[Stored data entries]

//! Session-Handler – Connect, Heartbeat und die Disconnect-Kaskade
//!
//! Ein Reconnect ist keine Session-Wiederaufnahme: die Verbindung bekommt
//! ein frisches Handle und muss sich neu registrieren bzw. neu suchen.

use anruf_core::types::ConnectionId;
use anruf_protocol::signal::ConnectInfo;
use anruf_protocol::SignalEvent;
use std::sync::Arc;
use tokio::sync::mpsc;

use crate::dispatcher::DispatcherContext;
use crate::server_state::SignalingState;

/// Registriert eine frisch akzeptierte Verbindung
///
/// Legt die Send-Queue an, vermerkt die Verbindung im Presence-Manager,
/// stellt `connect-info` zu und broadcastet den neuen Online-Zaehler.
/// Gibt die Empfangs-Queue zurueck, aus der die `ClientConnection` liest.
pub fn handle_connect(
    state: &Arc<SignalingState>,
    verbindung: ConnectionId,
) -> mpsc::Receiver<SignalEvent> {
    let rx = state.broadcaster.client_registrieren(verbindung);
    state.presence.client_verbunden(verbindung);

    state.broadcaster.an_verbindung_senden(
        &verbindung,
        SignalEvent::ConnectInfo(ConnectInfo {
            user_id: verbindung,
            online_count: state.presence.online_anzahl(),
            server_time: chrono::Utc::now().timestamp_millis(),
        }),
    );
    online_count_broadcast(state);

    rx
}

/// Verarbeitet `heartbeat`: Buchhaltung aktualisieren, `heartbeat-ack`
pub fn handle_heartbeat(
    ctx: &DispatcherContext,
    state: &Arc<SignalingState>,
) -> Option<SignalEvent> {
    state.presence.heartbeat(&ctx.verbindung);
    Some(SignalEvent::HeartbeatAck)
}

/// Disconnect-Kaskade (explizit, Fehler oder Heartbeat-Timeout)
///
/// Reihenfolge: Registry-Eintraege, Warteschlange, Paarung (Partner
/// bekommt genau ein `call-ended` und bleibt idle – keine automatische
/// Wieder-Einreihung), Presence, Send-Queue, Online-Zaehler-Broadcast.
pub fn handle_disconnect(ctx: &DispatcherContext, state: &Arc<SignalingState>) {
    let verbindung = ctx.verbindung;

    state.registry.verbindung_entfernen(&verbindung);
    state.queue.entfernen(&verbindung);

    if let Some(partner) = state.pairings.entkoppeln(&verbindung) {
        state
            .broadcaster
            .an_verbindung_senden(&partner, SignalEvent::CallEnded);
    }

    state.presence.client_getrennt(&verbindung);
    state.broadcaster.client_entfernen(&verbindung);
    online_count_broadcast(state);

    tracing::info!(
        verbindung = %verbindung,
        identitaet = ctx.identitaet.as_ref().map(|i| i.as_str()).unwrap_or("-"),
        "Session aufgeraeumt"
    );
}

/// Broadcastet den aktuellen Online-Zaehler an alle Verbindungen
fn online_count_broadcast(state: &Arc<SignalingState>) {
    state
        .broadcaster
        .an_alle_senden(SignalEvent::online_count(state.presence.online_anzahl()));
}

* [Task to complete]
Set the data above down again in full, exactly as it reads.

* [Result]
//! Session-Handler – Connect, Heartbeat und die Disconnect-Kaskade
//!
//! Ein Reconnect ist keine Session-Wiederaufnahme: die Verbindung bekommt
//! ein frisches Handle und muss sich neu registrieren bzw. neu suchen.

use anruf_core::types::ConnectionId;
use anruf_protocol::signal::ConnectInfo;
use anruf_protocol::SignalEvent;
use std::sync::Arc;
use tokio::sync::mpsc;

use crate::dispatcher::DispatcherContext;
use crate::server_state::SignalingState;

/// Registriert eine frisch akzeptierte Verbindung
///
/// Legt die Send-Queue an, vermerkt die Verbindung im Presence-Manager,
/// stellt `connect-info` zu und broadcastet den neuen Online-Zaehler.
/// Gibt die Empfangs-Queue zurueck, aus der die `ClientConnection` liest.
pub fn handle_connect(
    state: &Arc<SignalingState>,
    verbindung: ConnectionId,
) -> mpsc::Receiver<SignalEvent> {
    let rx = state.broadcaster.client_registrieren(verbindung);
    state.presence.client_verbunden(verbindung);

    state.broadcaster.an_verbindung_senden(
        &verbindung,
        SignalEvent::ConnectInfo(ConnectInfo {
            user_id: verbindung,
            online_count: state.presence.online_anzahl(),
            server_time: chrono::Utc::now().timestamp_millis(),
        }),
    );
    online_count_broadcast(state);

    rx
}

/// Verarbeitet `heartbeat`: Buchhaltung aktualisieren, `heartbeat-ack`
pub fn handle_heartbeat(
    ctx: &DispatcherContext,
    state: &Arc<SignalingState>,
) -> Option<SignalEvent> {
    state.presence.heartbeat(&ctx.verbindung);
    Some(SignalEvent::HeartbeatAck)
}

/// Disconnect-Kaskade (explizit, Fehler oder Heartbeat-Timeout)
///
/// Reihenfolge: Registry-Eintraege, Warteschlange, Paarung (Partner
/// bekommt genau ein `call-ended` und bleibt idle – keine automatische
/// Wieder-Einreihung), Presence, Send-Queue, Online-Zaehler-Broadcast.
pub fn handle_disconnect(ctx: &DispatcherContext, state: &Arc<SignalingState>) {
    let verbindung = ctx.verbindung;

    state.registry.verbindung_entfernen(&verbindung);
    state.queue.entfernen(&verbindung);

    if let Some(partner) = state.pairings.entkoppeln(&verbindung) {
        state
            .broadcaster
            .an_verbindung_senden(&partner, SignalEvent::CallEnded);
    }

    state.presence.client_getrennt(&verbindung);
    state.broadcaster.client_entfernen(&verbindung);
    online_count_broadcast(state);

    tracing::info!(
        verbindung = %verbindung,
        identitaet = ctx.identitaet.as_ref().map(|i| i.as_str()).unwrap_or("-"),
        "Session aufgeraeumt"
    );
}

/// Broadcastet den aktuellen Online-Zaehler an alle Verbindungen
fn online_count_broadcast(state: &Arc<SignalingState>) {
    state
        .broadcaster
        .an_alle_senden(SignalEvent::online_count(state.presence.online_anzahl()));
}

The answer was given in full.